Start of Block

/// Sentinel parent index meaning "no predecessor".
pub(crate) const NO_PARENT: usize = usize::MAX;

/// Per-cell search scratch. One node per board cell, indexed like the board.
///
/// `neighbors` is filled once per run by the adjacency builder; everything
/// else starts at its default and is written during stepping.
#[derive(Clone)]
pub(crate) struct Node {
    pub(crate) neighbors: Vec<usize>,
    pub(crate) parent: usize,
    pub(crate) visited: bool,
    pub(crate) closed: bool,
    pub(crate) g: i32,
    pub(crate) h: i32,
    pub(crate) f: i32,
}

impl Default for Node {
    fn default() -> Self {
        Self {
            neighbors: Vec::new(),
            parent: NO_PARENT,
            visited: false,
            closed: false,
            g: 0,
            h: 0,
            f: 0,
        }
    }
}
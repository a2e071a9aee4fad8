//! Path reconstruction from predecessor links.

use crate::node::{NO_PARENT, Node};

/// Walk predecessor links from `goal` back to `seed` and return the cells
/// in seed-to-goal order, excluding the seed and including the goal.
///
/// A chain that runs out (or loops) before reaching the seed means the run
/// state was corrupted; that is a bug, so it asserts in debug builds and
/// reports `None` in release builds for the caller to surface as an error.
pub(crate) fn reconstruct(nodes: &[Node], seed: usize, goal: usize) -> Option<Vec<usize>> {
    let mut path = Vec::new();
    let mut cur = goal;
    while cur != seed {
        if cur == NO_PARENT || path.len() > nodes.len() {
            debug_assert!(false, "predecessor chain broke before reaching the run seed");
            log::error!("predecessor chain broke before reaching the run seed");
            return None;
        }
        path.push(cur);
        cur = nodes[cur].parent;
    }
    path.reverse();
    Some(path)
}
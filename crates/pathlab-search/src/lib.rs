//! Stepwise grid search for the pathlab sandbox.
//!
//! Four algorithms animate over a [`pathlab_grid::Board`], one cell
//! expansion per [`Engine::step`] call, so a front-end can pace and draw
//! the exploration:
//!
//! | Algorithm | Frontier | Guarantee |
//! |---|---|---|
//! | [`Algorithm::Bfs`] | FIFO queue | shortest path |
//! | [`Algorithm::Dfs`] | LIFO stack | finds *a* path |
//! | [`Algorithm::Dijkstra`] | FIFO queue (uniform costs) | shortest path |
//! | [`Algorithm::AStar`] | scored set, lowest `f` first | shortest path under the Manhattan heuristic |
//!
//! Everything goes through the [`Engine`] facade: it owns the board, gates
//! edits while a run is live, and exposes per-cell views, the reconstructed
//! path, and end-of-run [`Stats`].

mod adjacency;
mod distance;
mod engine;
mod frontier;
mod node;
mod path;
mod run;
mod stats;

pub use distance::{manhattan, squared_axes};
pub use engine::{CellView, Engine, EngineError, SearchConfig, StepReport};
pub use run::{Algorithm, CellDelta, RunStatus};
pub use stats::Stats;
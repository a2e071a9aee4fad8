//! Grid coordinates.

use std::fmt;
use std::ops::{Add, Sub};

/// A 2D board coordinate. Row grows down, column grows right.
///
/// Coordinates are signed so that positions outside the board (e.g. a
/// neighbour probe past an edge) are representable; bounds are checked at
/// the board, not here.
#[derive(Copy, Clone, Debug, Default, PartialEq, Eq, Hash)]
#[cfg_attr(feature = "serde", derive(serde::Serialize, serde::Deserialize))]
pub struct Coord {
    pub row: i32,
    pub col: i32,
}

impl Coord {
    /// Top-left corner (0, 0).
    pub const ZERO: Self = Self { row: 0, col: 0 };

    /// Create a new coordinate.
    #[inline]
    pub const fn new(row: i32, col: i32) -> Self {
        Self { row, col }
    }

    /// Return a coordinate shifted by (drow, dcol).
    #[inline]
    pub const fn shift(self, drow: i32, dcol: i32) -> Self {
        Self {
            row: self.row + drow,
            col: self.col + dcol,
        }
    }
}

impl fmt::Display for Coord {
    fn fmt(&self, f: &mut fmt::Formatter<'_>) -> fmt::Result {
        write!(f, "({}, {})", self.row, self.col)
    }
}

impl Add for Coord {
    type Output = Self;
    #[inline]
    fn add(self, rhs: Self) -> Self {
        Self::new(self.row + rhs.row, self.col + rhs.col)
    }
}

impl Sub for Coord {
    type Output = Self;
    #[inline]
    fn sub(self, rhs: Self) -> Self {
        Self::new(self.row - rhs.row, self.col - rhs.col)
    }
}

#[cfg(test)]
mod tests {
    use super::*;

    #[test]
    fn coord_arithmetic() {
        let a = Coord::new(1, 2);
        let b = Coord::new(3, 4);
        assert_eq!(a + b, Coord::new(4, 6));
        assert_eq!(b - a, Coord::new(2, 2));
        assert_eq!(a.shift(-1, 1), Coord::new(0, 3));
    }

    #[test]
    fn coord_display() {
        assert_eq!(Coord::new(5, -1).to_string(), "(5, -1)");
    }
}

End of Block

▸ Task requirements: What is needed here is an exact copy of every record.

▸ Finished exercise:
/// Sentinel parent index meaning "no predecessor".
pub(crate) const NO_PARENT: usize = usize::MAX;

/// Per-cell search scratch. One node per board cell, indexed like the board.
///
/// `neighbors` is filled once per run by the adjacency builder; everything
/// else starts at its default and is written during stepping.
#[derive(Clone)]
pub(crate) struct Node {
    pub(crate) neighbors: Vec<usize>,
    pub(crate) parent: usize,
    pub(crate) visited: bool,
    pub(crate) closed: bool,
    pub(crate) g: i32,
    pub(crate) h: i32,
    pub(crate) f: i32,
}

impl Default for Node {
    fn default() -> Self {
        Self {
            neighbors: Vec::new(),
            parent: NO_PARENT,
            visited: false,
            closed: false,
            g: 0,
            h: 0,
            f: 0,
        }
    }
}
repository a2e071a9aee4fad8
//! Path reconstruction from predecessor links.

use crate::node::{NO_PARENT, Node};

/// Walk predecessor links from `goal` back to `seed` and return the cells
/// in seed-to-goal order, excluding the seed and including the goal.
///
/// A chain that runs out (or loops) before reaching the seed means the run
/// state was corrupted; that is a bug, so it asserts in debug builds and
/// reports `None` in release builds for the caller to surface as an error.
pub(crate) fn reconstruct(nodes: &[Node], seed: usize, goal: usize) -> Option<Vec<usize>> {
    let mut path = Vec::new();
    let mut cur = goal;
    while cur != seed {
        if cur == NO_PARENT || path.len() > nodes.len() {
            debug_assert!(false, "predecessor chain broke before reaching the run seed");
            log::error!("predecessor chain broke before reaching the run seed");
            return None;
        }
        path.push(cur);
        cur = nodes[cur].parent;
    }
    path.reverse();
    Some(path)
}
filename crates/pathlab-search/src/lib.rs
//! Stepwise grid search for the pathlab sandbox.
//!
//! Four algorithms animate over a [`pathlab_grid::Board`], one cell
//! expansion per [`Engine::step`] call, so a front-end can pace and draw
//! the exploration:
//!
//! | Algorithm | Frontier | Guarantee |
//! |---|---|---|
//! | [`Algorithm::Bfs`] | FIFO queue | shortest path |
//! | [`Algorithm::Dfs`] | LIFO stack | finds *a* path |
//! | [`Algorithm::Dijkstra`] | FIFO queue (uniform costs) | shortest path |
//! | [`Algorithm::AStar`] | scored set, lowest `f` first | shortest path under the Manhattan heuristic |
//!
//! Everything goes through the [`Engine`] facade: it owns the board, gates
//! edits while a run is live, and exposes per-cell views, the reconstructed
//! path, and end-of-run [`Stats`].

mod adjacency;
mod distance;
mod engine;
mod frontier;
mod node;
mod path;
mod run;
mod stats;

pub use distance::{manhattan, squared_axes};
pub use engine::{CellView, Engine, EngineError, SearchConfig, StepReport};
pub use run::{Algorithm, CellDelta, RunStatus};
pub use stats::Stats;
repository a2e071a9aee4fad8
//! Grid coordinates.

use std::fmt;
use std::ops::{Add, Sub};

/// A 2D board coordinate. Row grows down, column grows right.
///
/// Coordinates are signed so that positions outside the board (e.g. a
/// neighbour probe past an edge) are representable; bounds are checked at
/// the board, not here.
#[derive(Copy, Clone, Debug, Default, PartialEq, Eq, Hash)]
#[cfg_attr(feature = "serde", derive(serde::Serialize, serde::Deserialize))]
pub struct Coord {
    pub row: i32,
    pub col: i32,
}

impl Coord {
    /// Top-left corner (0, 0).
    pub const ZERO: Self = Self { row: 0, col: 0 };

    /// Create a new coordinate.
    #[inline]
    pub const fn new(row: i32, col: i32) -> Self {
        Self { row, col }
    }

    /// Return a coordinate shifted by (drow, dcol).
    #[inline]
    pub const fn shift(self, drow: i32, dcol: i32) -> Self {
        Self {
            row: self.row + drow,
            col: self.col + dcol,
        }
    }
}

impl fmt::Display for Coord {
    fn fmt(&self, f: &mut fmt::Formatter<'_>) -> fmt::Result {
        write!(f, "({}, {})", self.row, self.col)
    }
}

impl Add for Coord {
    type Output = Self;
    #[inline]
    fn add(self, rhs: Self) -> Self {
        Self::new(self.row + rhs.row, self.col + rhs.col)
    }
}

impl Sub for Coord {
    type Output = Self;
    #[inline]
    fn sub(self, rhs: Self) -> Self {
        Self::new(self.row - rhs.row, self.col - rhs.col)
    }
}

#[cfg(test)]
mod tests {
    use super::*;

    #[test]
    fn coord_arithmetic() {
        let a = Coord::new(1, 2);
        let b = Coord::new(3, 4);
        assert_eq!(a + b, Coord::new(4, 6));
        assert_eq!(b - a, Coord::new(2, 2));
        assert_eq!(a.shift(-1, 1), Coord::new(0, 3));
    }

    #[test]
    fn coord_display() {
        assert_eq!(Coord::new(5, -1).to_string(), "(5, -1)");
    }
}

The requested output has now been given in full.